** Opening RECORD SET block **
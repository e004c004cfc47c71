//! Value compilers: one parser per USS value grammar.
//!
//! Every compiler is a pure function from text to a typed value or a [`ParseError`].
//! Whole-value style keywords are resolved by the applier before a compiler runs;
//! the compilers that accept keywords per token (edge lists) say so explicitly.

mod background;
mod color;
mod flex;
mod length;
mod text;
mod transform;
mod transition;
mod url;

use serde::Serialize;

use crate::error::ParseError;
use crate::tables::keyword_table;

pub use background::{
    Axis, BackgroundPosition, BackgroundPositionKeyword, BackgroundRepeat, BackgroundSize,
    PositionComponent, parse_background_position, parse_background_position_axis,
    parse_background_repeat, parse_background_size, resolve_position_axes,
};
pub use color::{Rgba, parse_color};
pub use flex::{FlexShorthand, parse_flex};
pub use length::{
    Corners, Edges, Length, expand_corners, expand_edges, parse_float_length, parse_float_list,
    parse_integer, parse_length, parse_length_list, parse_plain_lengths,
};
pub use text::{Outline, TextShadow, parse_outline, parse_text_shadow};
pub use transform::{
    Angle, AngleUnit, Scale, TransformOrigin, Translate, parse_angle, parse_scale,
    parse_transform_origin, parse_translate,
};
pub use transition::{
    TransitionList, parse_easing, parse_easing_list, parse_time, parse_time_list,
    parse_transition, parse_transition_properties,
};
pub use url::{Cursor, UrlReference, normalize_asset_path, parse_cursor, parse_url};

keyword_table! {
    /// Values that reset a property instead of assigning it.
    pub enum StyleKeyword {
        Auto => "auto",
        Initial => "initial",
        None => "none",
        Null => "null",
        Undefined => "undefined",
    }
}

impl StyleKeyword {
    /// Matches a whole value against the keyword set, ignoring case and padding.
    pub fn parse(text: &str) -> Option<Self> {
        Self::lookup(&text.trim().to_ascii_lowercase())
    }
}

/// A style field: either a concrete value or a keyword.
#[derive(Debug, Clone, PartialEq, Serialize)]
#[serde(rename_all = "snake_case")]
pub enum StyleValue<T> {
    Value(T),
    Keyword(StyleKeyword),
}

impl<T> StyleValue<T> {
    pub fn value(&self) -> Option<&T> {
        match self {
            StyleValue::Value(value) => Some(value),
            StyleValue::Keyword(_) => None,
        }
    }

    pub fn keyword(&self) -> Option<StyleKeyword> {
        match self {
            StyleValue::Keyword(keyword) => Some(*keyword),
            StyleValue::Value(_) => None,
        }
    }
}

/// Finite decimal number; `inf` and `nan` are rejected.
pub(crate) fn parse_number(text: &str) -> Option<f32> {
    text.trim().parse::<f32>().ok().filter(|value| value.is_finite())
}

pub(crate) fn tokens(text: &str) -> Vec<&str> {
    text.split_whitespace().collect()
}

/// Whitespace split that keeps parenthesised groups such as `rgb(0, 0, 0)` whole.
pub(crate) fn grouped_tokens(text: &str) -> Vec<&str> {
    let mut parts = Vec::new();
    let mut depth = 0usize;
    let mut start = None;
    for (index, ch) in text.char_indices() {
        match ch {
            '(' => depth += 1,
            ')' => depth = depth.saturating_sub(1),
            _ => {}
        }
        if ch.is_whitespace() && depth == 0 {
            if let Some(begin) = start.take() {
                parts.push(&text[begin..index]);
            }
        } else if start.is_none() {
            start = Some(index);
        }
    }
    if let Some(begin) = start {
        parts.push(&text[begin..]);
    }
    parts
}

pub(crate) fn require_text(text: &str, grammar: crate::error::Grammar) -> Result<&str, ParseError> {
    let text = text.trim();
    if text.is_empty() {
        Err(ParseError::Empty(grammar))
    } else {
        Ok(text)
    }
}

#[cfg(test)]
mod tests {
    use super::*;

    #[test]
    fn keywords_ignore_case_and_padding() {
        assert_eq!(StyleKeyword::parse(" Initial "), Some(StyleKeyword::Initial));
        assert_eq!(StyleKeyword::parse("undefined"), Some(StyleKeyword::Undefined));
        assert_eq!(StyleKeyword::parse("inherit"), None);
    }

    #[test]
    fn numbers_must_be_finite() {
        assert_eq!(parse_number("1.5"), Some(1.5));
        assert_eq!(parse_number("-2"), Some(-2.0));
        assert_eq!(parse_number("inf"), None);
        assert_eq!(parse_number("NaN"), None);
        assert_eq!(parse_number("1px"), None);
    }

    #[test]
    fn grouped_tokens_keep_function_arguments_together() {
        assert_eq!(
            grouped_tokens("  2px rgb(0, 0, 0)  1px "),
            vec!["2px", "rgb(0, 0, 0)", "1px"]
        );
        assert_eq!(grouped_tokens(""), Vec::<&str>::new());
    }
}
** Closing RECORD SET block **
• _TASK DETAILS_: Print the whole listing above exactly, please.

• _RESPONSE TO THIS TASK_:
repository e004c004cfc47c71
//! Value compilers: one parser per USS value grammar.
//!
//! Every compiler is a pure function from text to a typed value or a [`ParseError`].
//! Whole-value style keywords are resolved by the applier before a compiler runs;
//! the compilers that accept keywords per token (edge lists) say so explicitly.

mod background;
mod color;
mod flex;
mod length;
mod text;
mod transform;
mod transition;
mod url;

use serde::Serialize;

use crate::error::ParseError;
use crate::tables::keyword_table;

pub use background::{
    Axis, BackgroundPosition, BackgroundPositionKeyword, BackgroundRepeat, BackgroundSize,
    PositionComponent, parse_background_position, parse_background_position_axis,
    parse_background_repeat, parse_background_size, resolve_position_axes,
};
pub use color::{Rgba, parse_color};
pub use flex::{FlexShorthand, parse_flex};
pub use length::{
    Corners, Edges, Length, expand_corners, expand_edges, parse_float_length, parse_float_list,
    parse_integer, parse_length, parse_length_list, parse_plain_lengths,
};
pub use text::{Outline, TextShadow, parse_outline, parse_text_shadow};
pub use transform::{
    Angle, AngleUnit, Scale, TransformOrigin, Translate, parse_angle, parse_scale,
    parse_transform_origin, parse_translate,
};
pub use transition::{
    TransitionList, parse_easing, parse_easing_list, parse_time, parse_time_list,
    parse_transition, parse_transition_properties,
};
pub use url::{Cursor, UrlReference, normalize_asset_path, parse_cursor, parse_url};

keyword_table! {
    /// Values that reset a property instead of assigning it.
    pub enum StyleKeyword {
        Auto => "auto",
        Initial => "initial",
        None => "none",
        Null => "null",
        Undefined => "undefined",
    }
}

impl StyleKeyword {
    /// Matches a whole value against the keyword set, ignoring case and padding.
    pub fn parse(text: &str) -> Option<Self> {
        Self::lookup(&text.trim().to_ascii_lowercase())
    }
}

/// A style field: either a concrete value or a keyword.
#[derive(Debug, Clone, PartialEq, Serialize)]
#[serde(rename_all = "snake_case")]
pub enum StyleValue<T> {
    Value(T),
    Keyword(StyleKeyword),
}

impl<T> StyleValue<T> {
    pub fn value(&self) -> Option<&T> {
        match self {
            StyleValue::Value(value) => Some(value),
            StyleValue::Keyword(_) => None,
        }
    }

    pub fn keyword(&self) -> Option<StyleKeyword> {
        match self {
            StyleValue::Keyword(keyword) => Some(*keyword),
            StyleValue::Value(_) => None,
        }
    }
}

/// Finite decimal number; `inf` and `nan` are rejected.
pub(crate) fn parse_number(text: &str) -> Option<f32> {
    text.trim().parse::<f32>().ok().filter(|value| value.is_finite())
}

pub(crate) fn tokens(text: &str) -> Vec<&str> {
    text.split_whitespace().collect()
}

/// Whitespace split that keeps parenthesised groups such as `rgb(0, 0, 0)` whole.
pub(crate) fn grouped_tokens(text: &str) -> Vec<&str> {
    let mut parts = Vec::new();
    let mut depth = 0usize;
    let mut start = None;
    for (index, ch) in text.char_indices() {
        match ch {
            '(' => depth += 1,
            ')' => depth = depth.saturating_sub(1),
            _ => {}
        }
        if ch.is_whitespace() && depth == 0 {
            if let Some(begin) = start.take() {
                parts.push(&text[begin..index]);
            }
        } else if start.is_none() {
            start = Some(index);
        }
    }
    if let Some(begin) = start {
        parts.push(&text[begin..]);
    }
    parts
}

pub(crate) fn require_text(text: &str, grammar: crate::error::Grammar) -> Result<&str, ParseError> {
    let text = text.trim();
    if text.is_empty() {
        Err(ParseError::Empty(grammar))
    } else {
        Ok(text)
    }
}

#[cfg(test)]
mod tests {
    use super::*;

    #[test]
    fn keywords_ignore_case_and_padding() {
        assert_eq!(StyleKeyword::parse(" Initial "), Some(StyleKeyword::Initial));
        assert_eq!(StyleKeyword::parse("undefined"), Some(StyleKeyword::Undefined));
        assert_eq!(StyleKeyword::parse("inherit"), None);
    }

    #[test]
    fn numbers_must_be_finite() {
        assert_eq!(parse_number("1.5"), Some(1.5));
        assert_eq!(parse_number("-2"), Some(-2.0));
        assert_eq!(parse_number("inf"), None);
        assert_eq!(parse_number("NaN"), None);
        assert_eq!(parse_number("1px"), None);
    }

    #[test]
    fn grouped_tokens_keep_function_arguments_together() {
        assert_eq!(
            grouped_tokens("  2px rgb(0, 0, 0)  1px "),
            vec!["2px", "rgb(0, 0, 0)", "1px"]
        );
        assert_eq!(grouped_tokens(""), Vec::<&str>::new());
    }
}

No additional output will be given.